On April 14th, the House Committee on Public Health also heard testimony on the issue of biosimilars. The hearing was a result of a charge by Texas House of Representatives Speaker Joe Straus to the House Committee on Public Health. The committee was asked to study the issue of biologic substitution and interchangeability in order to make recommendations on what biosimilars legislation should address for next year’s session. Texas biosimilars legislation, SB 190, died on a point of order in the current session.
ASBM will continue to monitor these developments.
BIOTECanada Joins ASBM
ASBM is pleased to announce BIOTECanada has officially joined the Alliance for Safe Biologic Medicines. BIOTECanada is an industry association with nearly 250 members located nation-wide reflecting the diverse nature of Canada’s health, industry, and agricultural biotechnology sectors.

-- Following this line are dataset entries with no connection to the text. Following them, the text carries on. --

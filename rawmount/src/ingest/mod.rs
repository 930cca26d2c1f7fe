//! Ingest variants: each source kind implements the virtual-directory
//! contract on top of the shared cache and pools.

pub mod container;
pub mod dng_folder;
pub mod log_video;

use std::sync::Arc;
use std::sync::atomic::{AtomicU64, Ordering};

use crate::cache::{CacheKey, Lookup};
use crate::entry::Entry;
use crate::error::VfsError;
use crate::pool::MountEnv;
use crate::vdir::{ReadCallback, ReadMode, run_blocking, slice_range};

static NEXT_DIR_ID: AtomicU64 = AtomicU64::new(1);

/// Process-unique id for one directory instance, part of every cache key.
pub(crate) fn next_dir_id() -> u64 {
    NEXT_DIR_ID.fetch_add(1, Ordering::Relaxed)
}

/// Serve a read from the cache, launching `produce` if this caller wins
/// production. `produce` must eventually call `cache.complete` for `key`.
pub(crate) fn read_through_cache(
    env: &MountEnv,
    key: CacheKey,
    pos: u64,
    len: usize,
    mode: ReadMode,
    callback: ReadCallback,
    produce: impl FnOnce() + Send + 'static,
) {
    let schedule = {
        let env = env.clone();
        move |cb: ReadCallback| {
            let waiter = Box::new(move |result: Result<Arc<Vec<u8>>, VfsError>| match result {
                Ok(buffer) => cb(Ok(slice_range(&buffer, pos, len))),
                Err(e) => cb(Err(e)),
            });

            if let Lookup::Owner = env.cache.begin(key, waiter) {
                produce();
            }
        }
    };

    match mode {
        ReadMode::Async => schedule(callback),
        ReadMode::Blocking => callback(run_blocking(schedule)),
    }
}

/// Answer a read against an already materialized buffer, honoring the
/// exactly-once callback contract.
pub(crate) fn read_inline(buffer: &[u8], pos: u64, len: usize, callback: ReadCallback) {
    callback(Ok(slice_range(buffer, pos, len)));
}

/// Substring name filter shared by the `list_files` implementations.
pub(crate) fn filter_entries(entries: &[Entry], filter: &str) -> Vec<Entry> {
    if filter.is_empty() {
        return entries.to_vec();
    }
    entries
        .iter()
        .filter(|e| e.name.contains(filter))
        .cloned()
        .collect()
}

/// Exact-path lookup shared by the `find_entry` implementations. Accepts an
/// optional leading slash from adapters that pass absolute mount paths.
pub(crate) fn find_in_entries(entries: &[Entry], full_path: &str) -> Option<Entry> {
    let wanted = full_path.trim_start_matches('/');
    entries.iter().find(|e| e.full_path() == wanted).cloned()
}

#[cfg(test)]
mod tests {
    use super::*;
    use crate::entry::Entry;

    #[test]
    fn test_filter_entries() {
        let entries = vec![
            Entry::file("clip-000000.dng", 1),
            Entry::file("clip-000001.dng", 1),
            Entry::file("audio.wav", 1),
        ];

        assert_eq!(filter_entries(&entries, "").len(), 3);
        assert_eq!(filter_entries(&entries, ".dng").len(), 2);
        assert_eq!(filter_entries(&entries, "audio").len(), 1);
        assert_eq!(filter_entries(&entries, "zzz").len(), 0);
    }

    #[test]
    fn test_find_in_entries_strips_leading_slash() {
        let entries = vec![Entry::file("audio.wav", 1)];
        assert!(find_in_entries(&entries, "audio.wav").is_some());
        assert!(find_in_entries(&entries, "/audio.wav").is_some());
        assert!(find_in_entries(&entries, "/missing.wav").is_none());
    }
}
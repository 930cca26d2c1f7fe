use thiserror::Error;

/// Errors raised while rendering a frame into a DNG byte stream.
#[derive(Debug, Error)]
pub enum RenderError {
    #[error("Invalid sensor arrangement '{0}'")]
    InvalidArrangement(String),

    #[error("Frame plane too small: expected {expected} samples, got {actual}")]
    ShortPlane { expected: usize, actual: usize },

    #[error("Frame has invalid dimensions {width}x{height}")]
    InvalidDimensions { width: u32, height: u32 },
}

“With the partnership of BIOTECanada, the Alliance for Safe Biologic Medicines continues to expand its global reach on the issues of patient safety and public policy surrounding biologic medications,” stated ASBM Executive Director, Michael Reilly. “BIOTECanada is a well-respected stakeholder in Canada and we are pleased to add such an influential international partner who will lend their voice to important conversations around the world surrounding biologic use and safety for patients.”
BIOTECanada and ASBM have enjoyed a strong relationship working closely on biosimilar issues in Canada. ASBM has been a participant in activities through BIOTECanada, most notably the “Regulator Forum on Biologic Naming and Traceability” hosted by Health Canada and BIOTECanada held in Ottawa last June.